WHAT IS NEEDED. In the records that follow, locate every line with "Option" and extract it.

╭──

use super::accumulator::RangeAccumulator;
use super::{InsertionResult, PoseEstimate};

/// Online front end fusing IMU, odometry and range data into a local
/// trajectory and a pair of growing submaps.
pub struct LocalTrajectoryBuilder {
    config: LocalTrajectoryConfig,

    active_submaps: ActiveSubmaps,
    motion_filter: MotionFilter,
    correlative_matcher: CorrelativeMatcher,
    gauss_newton_matcher: GaussNewtonMatcher,
    adaptive_voxel_filter: AdaptiveVoxelFilter,
    accumulator: RangeAccumulator,
    odometry_state_tracker: OdometryStateTracker,

    /// Set on the first IMU sample (or first scan when IMU is disabled).
    orientation_tracker: Option<OrientationTracker>,
    /// Lazily constructed on the first IMU sample.
    pose_filter: Option<PoseFilter>,

    /// Time cursor: all state below is valid at this time.
    timestamp_us: Option<u64>,
    /// Latest scan-matched (or extrapolated) pose.
    pose_estimate: Rigid3,
    /// Velocity estimate in the xy plane (m/s).
    velocity_estimate: Vector2<f32>,
    /// Right-multiplicative residual between the model prediction and
    /// the wheel-odometer prediction.
    odometry_correction: Rigid3,

    last_scan_match_time_us: Option<u64>,
    last_pose_estimate: Option<PoseEstimate>,

    /// True while the odometer jump guard trusts wheels over the model.
    odometer_priority: bool,
    /// Accumulated-scan countdown of the guard.
    odometer_priority_countdown: u32,
}
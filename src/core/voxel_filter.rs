//! Deterministic voxel downsampling of point sets.
//!
//! Two flavors:
//!
//! - [`voxel_filtered`]: fixed voxel edge length, keeps the first point
//!   that lands in each voxel. Deterministic across identical inputs,
//!   which keeps the matcher input stable between consecutive scans.
//! - [`AdaptiveVoxelFilter`]: searches for the coarsest voxel size that
//!   still retains a target number of points, so the matcher cost stays
//!   bounded on dense scans without starving on sparse ones.

use std::collections::HashSet;

use nalgebra::Point3;
use serde::{Deserialize, Serialize};

/// Configuration for target-count-based voxel sizing of matcher input.
#[derive(Clone, Debug, Serialize, Deserialize)]
pub struct AdaptiveVoxelFilterConfig {
    /// Largest voxel edge length tried (meters).
    ///
    /// Default: 0.5
    #[serde(default = "default_max_length")]
    pub max_length: f32,

    /// Minimum number of points the filtered cloud must keep.
    ///
    /// Default: 200
    #[serde(default = "default_min_num_points")]
    pub min_num_points: usize,
}

fn default_max_length() -> f32 {
    0.5
}
fn default_min_num_points() -> usize {
    200
}

impl Default for AdaptiveVoxelFilterConfig {
    fn default() -> Self {
        Self {
            max_length: default_max_length(),
            min_num_points: default_min_num_points(),
        }
    }
}

/// Downsample by keeping the first point per voxel of edge length `size`.
pub fn voxel_filtered(points: &[Point3<f32>], size: f32) -> Vec<Point3<f32>> {
    if size <= 0.0 {
        return points.to_vec();
    }

    let inv_size = 1.0 / size;
    let mut seen: HashSet<(i64, i64, i64)> = HashSet::with_capacity(points.len());
    let mut result = Vec::with_capacity(points.len());

    for point in points {
        let key = (
            (point.x * inv_size).floor() as i64,
            (point.y * inv_size).floor() as i64,
            (point.z * inv_size).floor() as i64,
        );
        if seen.insert(key) {
            result.push(*point);
        }
    }

    result
}

/// Voxel filter that adapts its edge length to hit a point-count target.
#[derive(Clone, Debug)]
pub struct AdaptiveVoxelFilter {
    config: AdaptiveVoxelFilterConfig,
}

impl AdaptiveVoxelFilter {
    /// Create a filter with the given configuration.
    pub fn new(config: AdaptiveVoxelFilterConfig) -> Self {
        Self { config }
    }

    /// Get the current configuration.
    pub fn config(&self) -> &AdaptiveVoxelFilterConfig {
        &self.config
    }

    /// Filter the cloud at the coarsest edge length that keeps at least
    /// `min_num_points` points.
    ///
    /// Inputs already at or below the target are returned unchanged. If
    /// even a very fine voxel cannot keep the target count (near-coincident
    /// points), the finest result is returned.
    pub fn filter(&self, points: &[Point3<f32>]) -> Vec<Point3<f32>> {
        if points.len() <= self.config.min_num_points {
            return points.to_vec();
        }

        let result = voxel_filtered(points, self.config.max_length);
        if result.len() >= self.config.min_num_points {
            return result;
        }

        // Halve the edge length until enough points survive, then bisect
        // between the last too-coarse and first fine-enough lengths.
        let mut high_length = self.config.max_length;
        let mut low_length = self.config.max_length / 2.0;
        loop {
            let candidate = voxel_filtered(points, low_length);
            if candidate.len() >= self.config.min_num_points {
                return self.bisect(points, low_length, high_length, candidate);
            }
            if low_length < 1e-3 {
                return candidate;
            }
            high_length = low_length;
            low_length /= 2.0;
        }
    }

    fn bisect(
        &self,
        points: &[Point3<f32>],
        mut low: f32,
        mut high: f32,
        mut best: Vec<Point3<f32>>,
    ) -> Vec<Point3<f32>> {
        // `low` always keeps enough points; push it toward `high` while
        // the count target still holds.
        while high - low > 1e-2 * low {
            let mid = 0.5 * (low + high);
            let candidate = voxel_filtered(points, mid);
            if candidate.len() >= self.config.min_num_points {
                low = mid;
                best = candidate;
            } else {
                high = mid;
            }
        }
        best
    }
}

impl Default for AdaptiveVoxelFilter {
    fn default() -> Self {
        Self::new(AdaptiveVoxelFilterConfig::default())
    }
}
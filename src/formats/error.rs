use std::path::PathBuf;

use thiserror::Error;

pub type Result<T> = std::result::Result<T, FormatError>;

#[derive(Debug, Error)]
pub enum FormatError {
    #[error("cannot open `{path}`: {source}")]
    Open {
        path: PathBuf,
        source: std::io::Error,
    },

    #[error("I/O failure: {0}")]
    Io(#[from] std::io::Error),

    #[error("CSV failure: {0}")]
    Csv(#[from] csv::Error),

    #[error("missing column `{column}` in {table} header")]
    MissingColumn {
        table: &'static str,
        column: &'static str,
    },

    #[error("chart font failure: {0}")]
    Font(#[from] ab_glyph::InvalidFont),

    #[error("chart encode failure: {0}")]
    Image(#[from] image::ImageError),
}
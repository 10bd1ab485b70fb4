mod chart;
mod csv_io;
mod draw;
mod error;
mod text;
mod util;

#[cfg(test)]
mod tests;

pub use chart::{ChartLayout, draw_chart, phase_color, render_chart};
pub use csv_io::{
    INPUT_COLUMNS, RESULT_COLUMNS, SUMMARY_COLUMNS, read_phases, read_phases_from, read_results,
    read_results_from, write_result_rows, write_results, write_summary, write_summary_to,
};
pub use error::{FormatError, Result};
use std::path::PathBuf;

use clap::{Args, Parser, Subcommand};

pub(super) const DEFAULT_INPUT: &str = "input.csv";
pub(super) const DEFAULT_RESULTS: &str = "results.csv";
pub(super) const DEFAULT_SUMMARY: &str = "summary_results.csv";
pub(super) const DEFAULT_CHART: &str = "total_time_by_phase_and_configuration.png";

#[derive(Debug, Parser)]
#[command(
    name = "phasebench",
    version,
    about = "Phase/step microbenchmark harness for timestamp, RNG, SHA-1 and AES-CBC workloads"
)]
pub(super) struct Cli {
    /// Defaults to `run` with the standard file names.
    #[command(subcommand)]
    pub(super) command: Option<Commands>,
}

#[derive(Debug, Subcommand)]
pub(super) enum Commands {
    /// Runs every phase under every hardware configuration, then reports.
    Run(RunArgs),
    /// Rebuilds the summary and chart from an existing results file.
    Report(ReportArgs),
    Primitives {
        #[command(subcommand)]
        command: PrimitivesCommand,
    },
    /// Prints the default hardware matrix, or writes it to `--output`.
    Matrix {
        #[arg(long)]
        output: Option<PathBuf>,
    },
    /// Opens a chart image in a native window.
    View { chart: PathBuf },
}

#[derive(Debug, Subcommand)]
pub(super) enum PrimitivesCommand {
    List,
}

#[derive(Debug, Clone, Args)]
pub(super) struct RunArgs {
    #[arg(long, default_value = DEFAULT_INPUT)]
    pub(super) input: PathBuf,
    /// Measure each phase once and copy it to every configuration.
    #[arg(long)]
    pub(super) replicate: bool,
    #[command(flatten)]
    pub(super) report: ReportArgs,
}

impl Default for RunArgs {
    fn default() -> Self {
        Self {
            input: PathBuf::from(DEFAULT_INPUT),
            replicate: false,
            report: ReportArgs::default(),
        }
    }
}

#[derive(Debug, Clone, Args)]
pub(super) struct ReportArgs {
    #[arg(long, default_value = DEFAULT_RESULTS)]
    pub(super) results: PathBuf,
    #[arg(long, default_value = DEFAULT_SUMMARY)]
    pub(super) summary: PathBuf,
    #[arg(long, default_value = DEFAULT_CHART)]
    pub(super) chart: PathBuf,
    /// YAML or JSON hardware matrix; the built-in label table otherwise.
    #[arg(long)]
    pub(super) matrix: Option<PathBuf>,
    /// Open the chart in a window once it is written.
    #[arg(long)]
    pub(super) show: bool,
}

impl Default for ReportArgs {
    fn default() -> Self {
        Self {
            results: PathBuf::from(DEFAULT_RESULTS),
            summary: PathBuf::from(DEFAULT_SUMMARY),
            chart: PathBuf::from(DEFAULT_CHART),
            matrix: None,
            show: false,
        }
    }
}
use std::path::Path;

use log::info;

use crate::formats::{read_phases, read_results, write_results};
use crate::model::{HardwareMatrix, Phase, PhaseResult, ResultRow};
use crate::workflow::{load_matrix, save_matrix};

use super::Result;

#[derive(Debug, Default, Clone, Copy)]
pub struct IoService;

impl IoService {
    pub fn read_phases(&self, path: impl AsRef<Path>) -> Result<Vec<Phase>> {
        let path = path.as_ref();
        let phases = read_phases(path)?;
        info!(
            "read {} phase(s) with {} step(s) from {}",
            phases.len(),
            phases.iter().map(|phase| phase.steps.len()).sum::<usize>(),
            path.display()
        );
        Ok(phases)
    }

    pub fn write_results(&self, path: impl AsRef<Path>, results: &[PhaseResult]) -> Result<usize> {
        let path = path.as_ref();
        let rows = write_results(path, results)?;
        info!("wrote {rows} result row(s) to {}", path.display());
        Ok(rows)
    }

    pub fn read_results(&self, path: impl AsRef<Path>) -> Result<Vec<ResultRow>> {
        let path = path.as_ref();
        let rows = read_results(path)?;
        info!("read {} result row(s) from {}", rows.len(), path.display());
        Ok(rows)
    }

    /// The given matrix file, or the default label table when `path` is `None`.
    pub fn matrix(&self, path: Option<&Path>) -> Result<HardwareMatrix> {
        match path {
            Some(path) => {
                let matrix = load_matrix(path)?;
                info!("loaded hardware matrix from {}", path.display());
                Ok(matrix)
            }
            None => Ok(HardwareMatrix::default()),
        }
    }

    pub fn save_matrix(&self, path: impl AsRef<Path>, matrix: &HardwareMatrix) -> Result<()> {
        save_matrix(path, matrix)?;
        Ok(())
    }
}
use crate::formats::FormatError;
use crate::model::ModelError;
use crate::workflow::BenchError;
use thiserror::Error;

pub type Result<T> = std::result::Result<T, AppError>;

#[derive(Debug, Error)]
pub enum AppError {
    #[error("model error: {0}")]
    Model(#[from] ModelError),

    #[error("file format error: {0}")]
    Format(#[from] FormatError),

    #[error("benchmark error: {0}")]
    Bench(#[from] BenchError),
}
mod error;
mod execute;
mod io;
mod plan;
mod report;


pub use error::{BenchError, Result};
pub use execute::{PAYLOAD_LEN, RANDOM_LEN, run_phase, run_step, run_sweep};
pub use io::{load_matrix, save_matrix};
pub use plan::{BenchPlan, SweepMode};
pub use report::group_results;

╰──

REPLY TO THE EXERCISE.
    orientation_tracker: Option<OrientationTracker>,
    pose_filter: Option<PoseFilter>,
    timestamp_us: Option<u64>,
    last_scan_match_time_us: Option<u64>,
    last_pose_estimate: Option<PoseEstimate>,
    pub(super) command: Option<Commands>,
        output: Option<PathBuf>,
    pub(super) matrix: Option<PathBuf>,
    pub fn matrix(&self, path: Option<&Path>) -> Result<HardwareMatrix> {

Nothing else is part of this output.